===== RECORD EXCERPTS
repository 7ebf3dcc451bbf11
pub mod color;
pub mod geometry;

pub use color::Color;
pub use geometry::{Point, Rect, Size};
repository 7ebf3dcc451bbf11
//! Core rendering abstractions.
//!
//! This crate provides:
//! - the `PageSurface` trait, the drawing primitives the layout engine
//!   paints with
//! - `RecordingSurface`, which captures pages as a serializable
//!   `PaginatedDocument`
//! - the error type shared by every surface

mod error;
mod recording;
mod surface;

pub use error::RenderError;
pub use recording::{Page, PageElement, PaginatedDocument, RecordingSurface};
pub use surface::{PageSurface, TextAlign};
#[derive(Error, Debug, Clone, PartialEq)]
pub enum ConfigError {
    #[error("Unknown configuration option '{0}'")]
    UnknownKey(String),

    #[error("Invalid value '{value}' for configuration option '{key}': {reason}")]
    InvalidValue {
        key: String,
        value: String,
        reason: String,
    },
}

/// The kind of value an option accepts.
#[derive(Debug, Clone, Copy, PartialEq, Eq)]
pub enum OptionKind {
    /// A non-negative length in points, unit suffix optional.
    Length,
    /// A strictly positive length (font sizes).
    PositiveLength,
    Font,
    PageSize,
    /// A grey level between 0 (black) and 255 (white).
    GrayLevel,
    Flag,
}

/// One entry of the configuration schema.
#[derive(Debug, Clone, Copy)]
pub struct OptionSpec {
    pub name: &'static str,
    pub kind: OptionKind,
    pub description: &'static str,
}

const fn opt(name: &'static str, kind: OptionKind, description: &'static str) -> OptionSpec {
    OptionSpec {
        name,
        kind,
        description,
    }
}

pub static OPTIONS: &[OptionSpec] = &[
    opt("border_left", OptionKind::Length, "Left page margin"),
    opt("border_right", OptionKind::Length, "Right page margin"),
    opt("border_top", OptionKind::Length, "Top page margin, header baseline"),
    opt("border_bottom", OptionKind::Length, "Bottom page margin, footer baseline"),
    opt("font_name_item", OptionKind::Font, "Font of regular row text"),
    opt("font_name_bold_item", OptionKind::Font, "Font of bold row text"),
    opt("font_size_item", OptionKind::PositiveLength, "Font size of rows"),
    opt("font_name_section_name", OptionKind::Font, "Font of section titles"),
    opt("font_size_section_name", OptionKind::PositiveLength, "Font size of section titles"),
    opt("font_name_header_footer", OptionKind::Font, "Font of header and footer"),
    opt("font_size_header_footer", OptionKind::PositiveLength, "Font size of header and footer"),
    opt("space_after_header", OptionKind::Length, "Gap between header and first section"),
    opt("space_between_sections", OptionKind::Length, "Gap between consecutive sections"),
    opt("space_section_to_item", OptionKind::Length, "Gap between a section title and its first row"),
    opt("space_between_items", OptionKind::Length, "Gap between consecutive rows"),
    opt("space_for_enumerations", OptionKind::Length, "Width reserved for enumeration labels"),
    opt("space_before_footer", OptionKind::Length, "Clearance kept above the footer"),
    opt("page_size", OptionKind::PageSize, "Page size name or <width>x<height>"),
    opt("centered_text_line_thickness", OptionKind::Length, "Stroke width of centered heading frames"),
    opt("centered_text_rect_x_offset", OptionKind::Length, "Horizontal padding inside centered heading frames"),
    opt("rect_background_color", OptionKind::GrayLevel, "Row shading grey"),
    opt("rect_background_color_printing", OptionKind::GrayLevel, "Row shading grey in print mode"),
    opt("background_coloring", OptionKind::Flag, "Shade alternating rows and frame centered headings"),
    opt("adaptive_layout", OptionKind::Flag, "Print mode: mirror margins on even pages for duplex binding"),
    opt("show_page_numbers", OptionKind::Flag, "Print the page number in the footer"),
];

/// A parsed option value.
#[derive(Debug, Clone, Copy, PartialEq)]
pub enum OptionValue {
    Length(f32),
    Font(StandardFont),
    PageSize(PageSize),
    Gray(u8),
    Flag(bool),
}

impl fmt::Display for OptionValue {
    fn fmt(&self, f: &mut fmt::Formatter<'_>) -> fmt::Result {
        match self {
            OptionValue::Length(v) => write!(f, "{}", v),
            OptionValue::Font(font) => write!(f, "{}", font),
            OptionValue::PageSize(size) => write!(f, "{}", size),
            OptionValue::Gray(v) => write!(f, "{}", v),
            OptionValue::Flag(v) => write!(f, "{}", v),
        }
    }
}

impl OptionKind {
    /// Parses and validates a raw directive value for an option of this kind.
    pub fn parse(&self, key: &str, raw: &str) -> Result<OptionValue, ConfigError> {
        let invalid = |reason: String| ConfigError::InvalidValue {
            key: key.to_string(),
            value: raw.to_string(),
            reason,
        };
        match self {
            OptionKind::Length | OptionKind::PositiveLength => {
                let v = run_parser(parse_length, raw).map_err(|e| invalid(e.to_string()))?;
                if !v.is_finite() || v < 0.0 {
                    return Err(invalid("length must not be negative".into()));
                }
                if *self == OptionKind::PositiveLength && v == 0.0 {
                    return Err(invalid("length must be greater than zero".into()));
                }
                Ok(OptionValue::Length(v))
            }
            OptionKind::Font => run_parser(parse_standard_font, raw)
                .map(OptionValue::Font)
                .map_err(|_| {
                    let known: Vec<&str> =
                        StandardFont::ALL.iter().map(|f| f.postscript_name()).collect();
                    invalid(format!("supported fonts are {}", known.join(", ")))
                }),
            OptionKind::PageSize => run_parser(parse_page_size, raw)
                .map(OptionValue::PageSize)
                .map_err(|_| {
                    let known: Vec<&str> = PageSize::NAMED.iter().filter_map(|p| p.name()).collect();
                    invalid(format!(
                        "supported page sizes are {} or <width>x<height>",
                        known.join(", ")
                    ))
                }),
            OptionKind::GrayLevel => run_parser(parse_gray_level, raw)
                .map(OptionValue::Gray)
                .map_err(|_| invalid("expected a grey level between 0 and 255".into())),
            OptionKind::Flag => run_parser(parse_flag, raw)
                .map(OptionValue::Flag)
                .map_err(|_| invalid("expected true or false".into())),
        }
    }
}
//! Low-level nom parser functions for configuration directive values.
//!
//! Every directive value arrives as a raw string (`// font_size_item = 9`).
//! These parsers turn it into the typed value its option expects.

use crate::dimension::PageSize;
use crate::font::StandardFont;
use nom::branch::alt;
use nom::bytes::complete::{tag_no_case, take_while1};
use nom::character::complete::{char, digit1, space0};
use nom::combinator::{map_opt, map_res, opt, recognize, value};
use nom::sequence::{delimited, pair, separated_pair};
use nom::{IResult, Parser};
use thiserror::Error;

/// Errors that can occur while parsing a directive value.
#[derive(Error, Debug, Clone, PartialEq)]
pub enum ValueParseError {
    #[error("Parse error: {0}")]
    Parse(String),
}

// --- Helper Parsers ---

fn parse_f32(input: &str) -> IResult<&str, f32> {
    map_res(
        recognize(pair(
            opt(alt((char('+'), char('-')))),
            alt((
                recognize(pair(digit1, opt(pair(char('.'), digit1)))),
                recognize(pair(char('.'), digit1)),
            )),
        )),
        |s: &str| s.parse::<f32>(),
    )
    .parse(input)
}

fn parse_unit(input: &str) -> IResult<&str, f32> {
    alt((
        value(1.0, tag_no_case("pt")),
        value(72.0, tag_no_case("in")),
        value(72.0 / 2.54, tag_no_case("cm")),
        value(72.0 / 25.4, tag_no_case("mm")),
    ))
    .parse(input)
}

// --- Value Parsers ---

/// Parses a length with an optional unit (e.g. "12", "12pt", "10mm", "0.5in")
/// and returns it in points.
pub fn parse_length(input: &str) -> IResult<&str, f32> {
    let (input, number) = parse_f32(input)?;
    let (input, unit) = opt(delimited(space0, parse_unit, space0)).parse(input)?;
    Ok((input, number * unit.unwrap_or(1.0)))
}

/// Parses a grey level in `0..=255`. Fractional values are rounded.
pub fn parse_gray_level(input: &str) -> IResult<&str, u8> {
    map_opt(parse_f32, |v| {
        if (0.0..=255.0).contains(&v) {
            Some(v.round() as u8)
        } else {
            None
        }
    })
    .parse(input)
}

/// Parses a boolean flag. Accepts true/false, yes/no, on/off and 1/0.
pub fn parse_flag(input: &str) -> IResult<&str, bool> {
    alt((
        value(true, tag_no_case("true")),
        value(false, tag_no_case("false")),
        value(true, tag_no_case("yes")),
        value(false, tag_no_case("no")),
        value(true, tag_no_case("on")),
        value(false, tag_no_case("off")),
        value(true, char('1')),
        value(false, char('0')),
    ))
    .parse(input)
}

/// Parses a page size: a known name (`A5`, `letter`) or `<width> x <height>`.
pub fn parse_page_size(input: &str) -> IResult<&str, PageSize> {
    alt((
        map_opt(take_while1(|c: char| c.is_ascii_alphanumeric()), PageSize::from_name),
        map_opt(
            separated_pair(parse_length, delimited(space0, char('x'), space0), parse_length),
            |(width, height)| {
                if width > 0.0 && height > 0.0 {
                    Some(PageSize::Custom { width, height })
                } else {
                    None
                }
            },
        ),
    ))
    .parse(input)
}

/// Parses the PostScript name of one of the standard fonts.
pub fn parse_standard_font(input: &str) -> IResult<&str, StandardFont> {
    map_opt(
        take_while1(|c: char| c.is_ascii_alphanumeric() || c == '-'),
        StandardFont::from_name,
    )
    .parse(input)
}

/// Helper to run a nom parser over the whole (trimmed) input and convert
/// its result to a `Result<T, ValueParseError>`.
pub fn run_parser<'a, T, F>(parser: F, input: &'a str) -> Result<T, ValueParseError>
where
    F: Fn(&'a str) -> IResult<&'a str, T>,
{
    match parser(input.trim()) {
        Ok(("", result)) => Ok(result),
        Ok((rem, _)) => Err(ValueParseError::Parse(format!(
            "Parser did not consume all input. Remainder: '{}'",
            rem
        ))),
        Err(e) => Err(ValueParseError::Parse(e.to_string())),
    }
}

#[cfg(test)]
mod tests {
    use super::*;

    #[test]
    fn test_parse_length() {
        assert_eq!(run_parser(parse_length, "12pt").unwrap(), 12.0);
        assert_eq!(run_parser(parse_length, " 1in ").unwrap(), 72.0);
        assert!((run_parser(parse_length, "10mm").unwrap() - 28.3465).abs() < 0.001);
        assert_eq!(run_parser(parse_length, "10").unwrap(), 10.0);
        assert_eq!(run_parser(parse_length, "2.5").unwrap(), 2.5);
        assert!(run_parser(parse_length, "abc").is_err());
        assert!(run_parser(parse_length, "10 parsecs").is_err());
    }

    #[test]
    fn test_parse_gray_level() {
        assert_eq!(run_parser(parse_gray_level, "211").unwrap(), 211);
        assert_eq!(run_parser(parse_gray_level, "211.0").unwrap(), 211);
        assert!(run_parser(parse_gray_level, "256").is_err());
        assert!(run_parser(parse_gray_level, "-1").is_err());
    }

    #[test]
    fn test_parse_flag() {
        assert!(run_parser(parse_flag, "TRUE").unwrap());
        assert!(!run_parser(parse_flag, "off").unwrap());
        assert!(run_parser(parse_flag, "1").unwrap());
        assert!(run_parser(parse_flag, "maybe").is_err());
    }

    #[test]
    fn test_parse_page_size() {
        assert_eq!(run_parser(parse_page_size, "A5").unwrap(), PageSize::A5);
        assert_eq!(run_parser(parse_page_size, "letter").unwrap(), PageSize::Letter);
        assert_eq!(
            run_parser(parse_page_size, "300 x 400").unwrap(),
            PageSize::Custom { width: 300.0, height: 400.0 }
        );
        assert!(run_parser(parse_page_size, "B7").is_err());
        assert!(run_parser(parse_page_size, "0x400").is_err());
    }

    #[test]
    fn test_parse_standard_font() {
        assert_eq!(
            run_parser(parse_standard_font, "Helvetica-Bold").unwrap(),
            StandardFont::HelveticaBold
        );
        assert!(run_parser(parse_standard_font, "Wingdings").is_err());
    }
}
==========
WHAT YOU HAVE TO DO – Which lines in the records above include the word "expected"? Copy them out.

ANSWER TO THIS TASK –
                .map_err(|_| invalid("expected a grey level between 0 and 255".into())),
                .map_err(|_| invalid("expected true or false".into())),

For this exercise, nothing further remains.